Ella se tambaleó: «Orlando está muerto … Lo mataron ayer con una bomba debajo de su automóvil».
No podía creerlo.

En la esquina del camino de entrada, sentado en la barra de mi bicicleta, me puse a llorar. El nuevo dolor se asentó en un viejo dolor. Unos años antes había escuchado que Bernardo, con quien había vivido en una cooperativa agrícola en Chile, había sido asesinado poco después del golpe. Él era el padre de dos niños pequeños y tenía una dulce esposa. Muchas noches nos habíamos sentado al lado del fuego, hablando o quedándonos en silencio, chupando de vez en cuando el mate.

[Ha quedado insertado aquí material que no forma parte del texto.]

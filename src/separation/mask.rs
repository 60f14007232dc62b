//! Binary time-frequency masks and their application.

use rustfft::num_complex::Complex;

/// Builds the binary repeating mask from a magnitude spectrogram and its
/// repeating-pattern model.
///
/// A bin belongs to the background when `V - 2*V1 <= tolerance`, where
/// `V` is the observed magnitude and `V1` the model. With the default
/// tolerance of 0 this keeps bins whose non-repeating excess is at most
/// as large as the repeating part. A tolerance of `-inf` yields an
/// all-zeros mask, `+inf` an all-ones mask.
pub fn repeating_mask(magnitude: &[Vec<f32>], model: &[Vec<f32>], tolerance: f32) -> Vec<Vec<f32>> {
    magnitude
        .iter()
        .zip(model.iter())
        .map(|(v_row, m_row)| {
            v_row
                .iter()
                .zip(m_row.iter())
                .map(|(&v, &m)| if v - 2.0 * m <= tolerance { 1.0 } else { 0.0 })
                .collect()
        })
        .collect()
}

/// Forces bins below `cutoff_bins` into the background by setting their
/// mask values to 1. Bin 0 (DC) is left untouched.
pub fn force_low_bins(mask: &mut [Vec<f32>], cutoff_bins: usize) {
    for row in mask.iter_mut() {
        let end = cutoff_bins.min(row.len());
        for value in row.iter_mut().take(end).skip(1) {
            *value = 1.0;
        }
    }
}

/// Expands a half-spectrum mask to all `window_size` bins by mirroring
/// across the Nyquist bin, matching the conjugate symmetry of a real
/// signal's spectrum.
pub fn mirror_mask(half: &[Vec<f32>], window_size: usize) -> Vec<Vec<f32>> {
    let half_bins = window_size / 2 + 1;
    half.iter()
        .map(|row| {
            debug_assert_eq!(row.len(), half_bins);
            let mut full = Vec::with_capacity(window_size);
            full.extend_from_slice(row);
            for bin in (1..window_size / 2).rev() {
                full.push(row[bin]);
            }
            full
        })
        .collect()
}

/// Multiplies a complex spectrogram by a full-spectrum mask, bin by bin.
pub fn apply_mask(frames: &[Vec<Complex<f32>>], mask: &[Vec<f32>]) -> Vec<Vec<Complex<f32>>> {
    frames
        .iter()
        .zip(mask.iter())
        .map(|(frame, mask_row)| {
            frame
                .iter()
                .zip(mask_row.iter())
                .map(|(&c, &m)| c * m)
                .collect()
        })
        .collect()
}
//! Beat spectrum: a periodicity curve over frame lags.
//!
//! Each frequency bin's frame-wise power sequence is autocorrelated via
//! FFT, each lag is divided by the number of overlapping terms so short
//! overlaps are not penalized, and the curves are averaged across bins.
//! The result is normalized so lag 0 equals 1, making the curve
//! comparable across signals of different loudness.

use crate::core::fft::{COMPLEX_ZERO, NORMALIZE_EPSILON};
use rustfft::{num_complex::Complex, FftPlanner};

/// Computes the beat spectrum of a frames-major power spectrogram.
///
/// `power` holds one row per frame, each row a half-spectrum of squared
/// magnitudes. Returns one value per frame lag, with `result[0] == 1.0`
/// for any non-silent input. A spectrogram of all zeros yields an
/// all-zeros curve; an empty spectrogram yields an empty curve.
pub fn beat_spectrum(power: &[Vec<f32>]) -> Vec<f32> {
    let num_frames = power.len();
    if num_frames == 0 {
        return Vec::new();
    }
    let num_bins = power[0].len();
    if num_bins == 0 {
        return vec![0.0; num_frames];
    }

    // Zero-padded FFT autocorrelation: linear, not circular
    let fft_len = (2 * num_frames).next_power_of_two();
    let mut planner = FftPlanner::new();
    let forward = planner.plan_fft_forward(fft_len);
    let inverse = planner.plan_fft_inverse(fft_len);

    let mut acf_sum = vec![0.0f64; num_frames];
    let mut buf = vec![COMPLEX_ZERO; fft_len];

    for bin in 0..num_bins {
        for slot in buf.iter_mut() {
            *slot = COMPLEX_ZERO;
        }
        for (frame_idx, frame) in power.iter().enumerate() {
            buf[frame_idx] = Complex::new(frame[bin], 0.0);
        }
        forward.process(&mut buf);
        for value in buf.iter_mut() {
            *value = Complex::new(value.norm_sqr(), 0.0);
        }
        inverse.process(&mut buf);

        let scale = 1.0 / fft_len as f64;
        for lag in 0..num_frames {
            // Unbiased: lag k has only (m - k) overlapping products
            let overlap = (num_frames - lag) as f64;
            acf_sum[lag] += buf[lag].re as f64 * scale / overlap;
        }
    }

    let inv_bins = 1.0 / num_bins as f64;
    let mut curve: Vec<f32> = acf_sum.iter().map(|&v| (v * inv_bins) as f32).collect();

    let lag_zero = curve[0];
    if lag_zero.abs() <= NORMALIZE_EPSILON {
        curve.iter_mut().for_each(|v| *v = 0.0);
    } else {
        // Boundary frames let the per-lag estimate nudge past the lag-0
        // value on some inputs; cap so lag 0 stays the maximum.
        curve.iter_mut().for_each(|v| *v = (*v / lag_zero).min(1.0));
    }
    curve
}
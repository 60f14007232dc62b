//! Serializable analysis artifact for inspection and reuse.

use crate::error::RepetError;
use serde::{Deserialize, Serialize};
use std::path::Path;

/// Analysis results produced before separation: the spectral layout, the
/// chosen repeating period, and the beat spectrum that led to it.
#[derive(Debug, Clone, Serialize, Deserialize)]
pub struct AnalysisArtifact {
    /// Sample rate used during analysis.
    pub sample_rate: u32,
    /// STFT window length in samples.
    pub window_size: usize,
    /// STFT hop length in samples.
    pub hop_size: usize,
    /// Selected repeating period in frames.
    pub period_frames: usize,
    /// Selected repeating period in seconds.
    pub period_secs: f64,
    /// Channel-averaged beat spectrum, one value per frame lag.
    #[serde(default)]
    pub beat_spectrum: Vec<f32>,
}

/// Writes an analysis artifact as JSON.
pub fn write_analysis_json(path: &Path, artifact: &AnalysisArtifact) -> Result<(), RepetError> {
    let json = serde_json::to_string_pretty(artifact).map_err(|e| {
        RepetError::InvalidInput(format!("failed to serialize analysis artifact: {}", e))
    })?;
    std::fs::write(path, json)?;
    Ok(())
}

/// Reads an analysis artifact from JSON.
pub fn read_analysis_json(path: &Path) -> Result<AnalysisArtifact, RepetError> {
    let data = std::fs::read_to_string(path)?;
    serde_json::from_str(&data).map_err(|e| {
        RepetError::InvalidInput(format!(
            "failed to parse analysis artifact from {}: {}",
            path.display(),
            e
        ))
    })
}

#[cfg(test)]
mod tests {
    use super::*;

    #[test]
    fn test_artifact_json_roundtrip() {
        let artifact = AnalysisArtifact {
            sample_rate: 44100,
            window_size: 2048,
            hop_size: 1024,
            period_frames: 43,
            period_secs: 43.0 * 1024.0 / 44100.0,
            beat_spectrum: vec![1.0, 0.4, 0.8],
        };
        let json = serde_json::to_string(&artifact).unwrap();
        let back: AnalysisArtifact = serde_json::from_str(&json).unwrap();
        assert_eq!(back.sample_rate, 44100);
        assert_eq!(back.period_frames, 43);
        assert_eq!(back.beat_spectrum.len(), 3);
    }

    #[test]
    fn test_missing_beat_spectrum_defaults_empty() {
        let json = r#"{
            "sample_rate": 22050,
            "window_size": 1024,
            "hop_size": 512,
            "period_frames": 20,
            "period_secs": 0.46
        }"#;
        let artifact: AnalysisArtifact = serde_json::from_str(json).unwrap();
        assert!(artifact.beat_spectrum.is_empty());
    }
}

Francisco, de la misma granja, también fue asesinado. Él tenía diecisiete años y era fuerte. Cuando íbamos a cosechar el trigo él colocó con una sonrisa grande, junto con otro hombre, una bolsa de setenta kilos en mi cuello, que inmediatamente se cayó en el suelo. La colocaron de nuevo en mi cuello y rápidamente había captado el arte de cargar bolsas. Al igual que Bernardo, Francisco fue asesinado por los militares.
Por muchos años escuché la voz de Orlando en mi cabeza y sentí su mano en mi hombro. Durante muchos años pensé en Francisco y Bernardo.